EXERCISE INSTRUCTIONS >> Where the records below reach the line containing "repository 05c38cc6a8252425", start transcribing, and end with the line containing "async fn test_profile_unwraps_data_envelope()", exactly and with nothing else added.

ENTRIES SUPPLIED >>
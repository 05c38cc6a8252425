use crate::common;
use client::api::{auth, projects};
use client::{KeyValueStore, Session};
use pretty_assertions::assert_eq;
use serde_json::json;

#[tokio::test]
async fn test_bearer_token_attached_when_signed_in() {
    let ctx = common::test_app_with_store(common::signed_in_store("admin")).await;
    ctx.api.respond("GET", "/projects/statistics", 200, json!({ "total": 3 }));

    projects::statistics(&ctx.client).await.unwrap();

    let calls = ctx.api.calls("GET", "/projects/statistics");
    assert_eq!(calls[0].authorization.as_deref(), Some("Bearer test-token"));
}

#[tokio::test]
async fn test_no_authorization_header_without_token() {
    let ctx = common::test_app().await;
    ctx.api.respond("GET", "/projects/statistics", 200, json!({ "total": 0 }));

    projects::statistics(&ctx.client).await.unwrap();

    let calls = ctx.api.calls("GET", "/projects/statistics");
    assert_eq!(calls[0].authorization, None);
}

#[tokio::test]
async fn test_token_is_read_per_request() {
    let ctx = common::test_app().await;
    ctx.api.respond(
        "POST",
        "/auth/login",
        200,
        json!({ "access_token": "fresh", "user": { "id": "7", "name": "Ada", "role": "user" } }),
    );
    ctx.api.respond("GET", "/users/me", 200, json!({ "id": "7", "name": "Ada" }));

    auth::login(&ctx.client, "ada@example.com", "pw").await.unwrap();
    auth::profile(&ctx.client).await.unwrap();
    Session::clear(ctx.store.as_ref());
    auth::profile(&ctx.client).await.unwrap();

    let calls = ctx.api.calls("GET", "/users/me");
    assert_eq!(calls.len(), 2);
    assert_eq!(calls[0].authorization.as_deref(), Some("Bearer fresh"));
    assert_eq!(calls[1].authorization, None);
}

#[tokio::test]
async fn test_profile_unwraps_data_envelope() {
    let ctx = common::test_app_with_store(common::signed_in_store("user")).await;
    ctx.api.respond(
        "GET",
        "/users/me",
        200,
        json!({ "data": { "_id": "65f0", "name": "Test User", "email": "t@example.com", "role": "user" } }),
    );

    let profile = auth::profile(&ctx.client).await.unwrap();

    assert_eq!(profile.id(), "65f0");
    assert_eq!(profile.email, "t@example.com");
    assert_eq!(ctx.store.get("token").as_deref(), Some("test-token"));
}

--

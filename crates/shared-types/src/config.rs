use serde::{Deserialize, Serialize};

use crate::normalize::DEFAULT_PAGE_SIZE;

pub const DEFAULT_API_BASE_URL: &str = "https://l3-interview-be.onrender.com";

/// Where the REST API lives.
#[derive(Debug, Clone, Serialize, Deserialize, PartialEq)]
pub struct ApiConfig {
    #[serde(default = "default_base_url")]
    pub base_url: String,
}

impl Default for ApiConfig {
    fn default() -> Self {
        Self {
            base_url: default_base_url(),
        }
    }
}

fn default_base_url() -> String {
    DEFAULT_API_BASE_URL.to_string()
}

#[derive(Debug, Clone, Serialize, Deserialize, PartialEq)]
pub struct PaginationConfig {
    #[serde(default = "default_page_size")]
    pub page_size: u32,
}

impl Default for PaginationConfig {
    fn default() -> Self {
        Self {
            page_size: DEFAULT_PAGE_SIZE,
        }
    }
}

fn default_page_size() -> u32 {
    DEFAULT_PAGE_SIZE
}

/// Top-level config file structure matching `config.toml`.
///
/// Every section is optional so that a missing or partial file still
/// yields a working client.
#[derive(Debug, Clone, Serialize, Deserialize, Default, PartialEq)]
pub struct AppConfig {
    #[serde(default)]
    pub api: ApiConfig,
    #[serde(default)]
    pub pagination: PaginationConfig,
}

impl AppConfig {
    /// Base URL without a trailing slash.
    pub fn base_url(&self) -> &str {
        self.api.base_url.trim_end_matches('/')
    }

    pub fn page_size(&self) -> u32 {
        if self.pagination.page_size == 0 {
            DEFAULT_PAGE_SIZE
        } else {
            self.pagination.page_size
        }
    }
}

EXERCISE ANSWER >>
repository 05c38cc6a8252425
use crate::common;
use client::api::{auth, projects};
use client::{KeyValueStore, Session};
use pretty_assertions::assert_eq;
use serde_json::json;

#[tokio::test]
async fn test_bearer_token_attached_when_signed_in() {
    let ctx = common::test_app_with_store(common::signed_in_store("admin")).await;
    ctx.api.respond("GET", "/projects/statistics", 200, json!({ "total": 3 }));

    projects::statistics(&ctx.client).await.unwrap();

    let calls = ctx.api.calls("GET", "/projects/statistics");
    assert_eq!(calls[0].authorization.as_deref(), Some("Bearer test-token"));
}

#[tokio::test]
async fn test_no_authorization_header_without_token() {
    let ctx = common::test_app().await;
    ctx.api.respond("GET", "/projects/statistics", 200, json!({ "total": 0 }));

    projects::statistics(&ctx.client).await.unwrap();

    let calls = ctx.api.calls("GET", "/projects/statistics");
    assert_eq!(calls[0].authorization, None);
}

#[tokio::test]
async fn test_token_is_read_per_request() {
    let ctx = common::test_app().await;
    ctx.api.respond(
        "POST",
        "/auth/login",
        200,
        json!({ "access_token": "fresh", "user": { "id": "7", "name": "Ada", "role": "user" } }),
    );
    ctx.api.respond("GET", "/users/me", 200, json!({ "id": "7", "name": "Ada" }));

    auth::login(&ctx.client, "ada@example.com", "pw").await.unwrap();
    auth::profile(&ctx.client).await.unwrap();
    Session::clear(ctx.store.as_ref());
    auth::profile(&ctx.client).await.unwrap();

    let calls = ctx.api.calls("GET", "/users/me");
    assert_eq!(calls.len(), 2);
    assert_eq!(calls[0].authorization.as_deref(), Some("Bearer fresh"));
    assert_eq!(calls[1].authorization, None);
}

#[tokio::test]
async fn test_profile_unwraps_data_envelope() {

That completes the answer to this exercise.